Task goal ▸
What lines in the records below contain the string "shape"? Copy every one.

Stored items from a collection
---

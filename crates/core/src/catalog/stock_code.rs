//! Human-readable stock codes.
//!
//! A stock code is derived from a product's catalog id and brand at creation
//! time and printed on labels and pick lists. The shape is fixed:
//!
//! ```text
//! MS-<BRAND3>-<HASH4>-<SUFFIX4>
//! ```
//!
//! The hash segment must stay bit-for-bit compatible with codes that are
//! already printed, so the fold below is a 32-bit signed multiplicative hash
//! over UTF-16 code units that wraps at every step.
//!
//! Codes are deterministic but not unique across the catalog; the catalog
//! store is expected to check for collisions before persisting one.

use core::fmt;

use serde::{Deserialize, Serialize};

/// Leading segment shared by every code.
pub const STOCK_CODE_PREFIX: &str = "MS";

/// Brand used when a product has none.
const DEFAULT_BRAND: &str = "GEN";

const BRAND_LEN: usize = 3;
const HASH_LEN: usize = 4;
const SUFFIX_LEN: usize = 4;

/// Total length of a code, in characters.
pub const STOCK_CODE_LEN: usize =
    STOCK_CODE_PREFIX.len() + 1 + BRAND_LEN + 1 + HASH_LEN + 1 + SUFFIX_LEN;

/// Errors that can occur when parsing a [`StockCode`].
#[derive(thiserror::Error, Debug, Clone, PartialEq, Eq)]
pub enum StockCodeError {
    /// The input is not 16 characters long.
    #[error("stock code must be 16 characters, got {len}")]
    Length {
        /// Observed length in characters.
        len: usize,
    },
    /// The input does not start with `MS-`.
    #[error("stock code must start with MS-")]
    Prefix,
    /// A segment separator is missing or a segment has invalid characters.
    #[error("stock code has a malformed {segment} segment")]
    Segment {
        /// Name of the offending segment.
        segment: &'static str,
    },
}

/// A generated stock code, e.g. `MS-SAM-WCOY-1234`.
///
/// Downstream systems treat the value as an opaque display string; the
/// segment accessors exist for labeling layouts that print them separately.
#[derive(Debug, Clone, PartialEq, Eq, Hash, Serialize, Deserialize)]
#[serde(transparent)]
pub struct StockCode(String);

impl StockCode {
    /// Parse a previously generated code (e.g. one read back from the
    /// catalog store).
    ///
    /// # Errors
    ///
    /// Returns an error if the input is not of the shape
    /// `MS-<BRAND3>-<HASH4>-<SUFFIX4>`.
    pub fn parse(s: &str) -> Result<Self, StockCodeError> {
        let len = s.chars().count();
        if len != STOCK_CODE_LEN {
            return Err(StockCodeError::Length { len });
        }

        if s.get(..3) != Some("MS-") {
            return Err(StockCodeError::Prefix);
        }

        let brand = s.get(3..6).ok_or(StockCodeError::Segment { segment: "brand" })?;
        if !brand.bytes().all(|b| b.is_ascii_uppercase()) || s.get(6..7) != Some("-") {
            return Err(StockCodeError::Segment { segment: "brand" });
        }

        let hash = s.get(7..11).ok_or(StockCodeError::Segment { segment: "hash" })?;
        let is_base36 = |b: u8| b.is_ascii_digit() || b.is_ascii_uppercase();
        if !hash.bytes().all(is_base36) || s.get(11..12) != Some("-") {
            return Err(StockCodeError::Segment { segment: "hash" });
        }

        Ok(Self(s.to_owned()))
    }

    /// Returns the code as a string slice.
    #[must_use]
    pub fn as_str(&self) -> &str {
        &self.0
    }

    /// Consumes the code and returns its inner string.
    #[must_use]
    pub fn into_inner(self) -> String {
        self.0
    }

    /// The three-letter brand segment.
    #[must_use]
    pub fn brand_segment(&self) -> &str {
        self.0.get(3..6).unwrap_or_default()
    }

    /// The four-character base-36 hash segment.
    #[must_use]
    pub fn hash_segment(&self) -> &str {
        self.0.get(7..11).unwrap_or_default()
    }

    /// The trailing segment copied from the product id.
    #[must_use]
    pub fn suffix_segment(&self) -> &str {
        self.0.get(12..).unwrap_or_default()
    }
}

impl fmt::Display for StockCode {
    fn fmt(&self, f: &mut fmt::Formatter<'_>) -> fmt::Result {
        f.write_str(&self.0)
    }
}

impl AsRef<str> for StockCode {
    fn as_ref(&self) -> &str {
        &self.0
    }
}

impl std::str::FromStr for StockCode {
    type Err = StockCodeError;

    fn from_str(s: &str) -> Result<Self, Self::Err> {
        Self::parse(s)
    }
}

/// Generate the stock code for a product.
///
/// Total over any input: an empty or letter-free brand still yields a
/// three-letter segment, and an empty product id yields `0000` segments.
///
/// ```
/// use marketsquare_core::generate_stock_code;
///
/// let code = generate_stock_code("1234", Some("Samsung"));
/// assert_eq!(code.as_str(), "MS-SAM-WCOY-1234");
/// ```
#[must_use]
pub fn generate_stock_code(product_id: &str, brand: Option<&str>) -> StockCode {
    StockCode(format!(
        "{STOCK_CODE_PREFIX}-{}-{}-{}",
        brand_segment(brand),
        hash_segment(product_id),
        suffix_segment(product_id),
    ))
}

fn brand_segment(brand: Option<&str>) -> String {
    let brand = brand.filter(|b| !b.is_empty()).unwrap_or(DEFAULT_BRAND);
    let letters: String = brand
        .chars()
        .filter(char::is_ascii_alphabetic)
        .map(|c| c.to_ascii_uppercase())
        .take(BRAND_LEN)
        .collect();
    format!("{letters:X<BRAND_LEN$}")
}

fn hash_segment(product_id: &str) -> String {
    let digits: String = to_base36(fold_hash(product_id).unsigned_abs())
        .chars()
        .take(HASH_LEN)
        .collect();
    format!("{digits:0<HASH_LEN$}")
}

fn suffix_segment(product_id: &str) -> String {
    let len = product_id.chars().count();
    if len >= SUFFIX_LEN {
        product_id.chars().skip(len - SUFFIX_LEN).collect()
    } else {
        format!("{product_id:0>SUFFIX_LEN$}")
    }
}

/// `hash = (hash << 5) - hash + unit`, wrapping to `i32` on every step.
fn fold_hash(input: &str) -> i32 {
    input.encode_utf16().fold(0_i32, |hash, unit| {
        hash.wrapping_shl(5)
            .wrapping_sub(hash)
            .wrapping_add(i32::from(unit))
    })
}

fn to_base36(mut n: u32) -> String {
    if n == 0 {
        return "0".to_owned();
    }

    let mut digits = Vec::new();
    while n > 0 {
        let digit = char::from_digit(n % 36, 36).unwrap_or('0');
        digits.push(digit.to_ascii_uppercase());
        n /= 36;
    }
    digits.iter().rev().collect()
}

---

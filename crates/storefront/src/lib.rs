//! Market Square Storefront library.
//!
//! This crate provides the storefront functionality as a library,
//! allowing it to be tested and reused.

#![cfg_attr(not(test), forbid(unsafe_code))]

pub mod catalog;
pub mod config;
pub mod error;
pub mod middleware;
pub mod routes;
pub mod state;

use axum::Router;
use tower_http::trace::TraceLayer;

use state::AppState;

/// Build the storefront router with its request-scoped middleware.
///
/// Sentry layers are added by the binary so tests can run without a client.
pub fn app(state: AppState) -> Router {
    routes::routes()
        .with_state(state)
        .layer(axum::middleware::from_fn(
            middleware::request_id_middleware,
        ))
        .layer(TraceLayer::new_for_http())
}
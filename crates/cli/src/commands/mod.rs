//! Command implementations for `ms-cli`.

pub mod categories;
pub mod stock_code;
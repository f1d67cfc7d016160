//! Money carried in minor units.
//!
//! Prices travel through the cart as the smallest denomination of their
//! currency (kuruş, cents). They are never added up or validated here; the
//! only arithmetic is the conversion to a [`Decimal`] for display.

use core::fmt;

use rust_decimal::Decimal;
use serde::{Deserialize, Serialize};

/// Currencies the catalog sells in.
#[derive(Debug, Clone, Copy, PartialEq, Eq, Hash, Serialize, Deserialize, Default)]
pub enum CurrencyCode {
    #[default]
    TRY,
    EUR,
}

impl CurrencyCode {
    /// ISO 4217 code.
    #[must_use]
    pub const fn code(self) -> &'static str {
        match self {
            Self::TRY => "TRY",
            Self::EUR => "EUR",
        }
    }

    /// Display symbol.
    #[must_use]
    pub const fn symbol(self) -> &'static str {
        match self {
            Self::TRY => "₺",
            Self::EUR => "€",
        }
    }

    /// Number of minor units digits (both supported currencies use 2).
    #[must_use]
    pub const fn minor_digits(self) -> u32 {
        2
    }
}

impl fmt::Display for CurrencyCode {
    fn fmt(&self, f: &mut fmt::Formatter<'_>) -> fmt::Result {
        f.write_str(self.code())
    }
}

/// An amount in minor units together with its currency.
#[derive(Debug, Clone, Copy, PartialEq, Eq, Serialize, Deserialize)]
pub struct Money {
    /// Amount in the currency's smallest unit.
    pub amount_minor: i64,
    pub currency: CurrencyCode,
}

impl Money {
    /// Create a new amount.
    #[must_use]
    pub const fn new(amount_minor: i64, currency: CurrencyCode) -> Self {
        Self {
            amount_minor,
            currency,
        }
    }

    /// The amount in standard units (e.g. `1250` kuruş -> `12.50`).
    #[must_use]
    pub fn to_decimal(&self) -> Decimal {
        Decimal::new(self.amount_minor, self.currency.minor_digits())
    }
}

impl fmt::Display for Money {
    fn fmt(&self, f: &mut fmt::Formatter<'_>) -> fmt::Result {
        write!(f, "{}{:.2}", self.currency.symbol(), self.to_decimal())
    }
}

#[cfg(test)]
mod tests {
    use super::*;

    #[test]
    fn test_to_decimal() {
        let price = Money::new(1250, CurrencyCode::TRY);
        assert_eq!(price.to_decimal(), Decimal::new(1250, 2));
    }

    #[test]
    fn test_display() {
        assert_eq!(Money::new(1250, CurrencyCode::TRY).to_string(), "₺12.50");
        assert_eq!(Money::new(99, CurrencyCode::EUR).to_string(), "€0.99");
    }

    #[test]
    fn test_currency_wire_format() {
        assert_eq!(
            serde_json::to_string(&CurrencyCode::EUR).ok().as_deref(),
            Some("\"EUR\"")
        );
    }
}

---

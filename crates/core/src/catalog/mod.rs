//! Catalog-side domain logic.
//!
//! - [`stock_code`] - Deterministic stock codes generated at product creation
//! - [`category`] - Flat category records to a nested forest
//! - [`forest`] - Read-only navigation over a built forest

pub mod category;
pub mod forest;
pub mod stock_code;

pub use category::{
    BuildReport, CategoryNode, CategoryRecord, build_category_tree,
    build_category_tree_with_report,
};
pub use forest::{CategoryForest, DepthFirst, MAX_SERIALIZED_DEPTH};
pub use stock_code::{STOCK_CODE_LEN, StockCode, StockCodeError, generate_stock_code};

---

Answer space ▸
//! time and printed on labels and pick lists. The shape is fixed:
    /// Returns an error if the input is not of the shape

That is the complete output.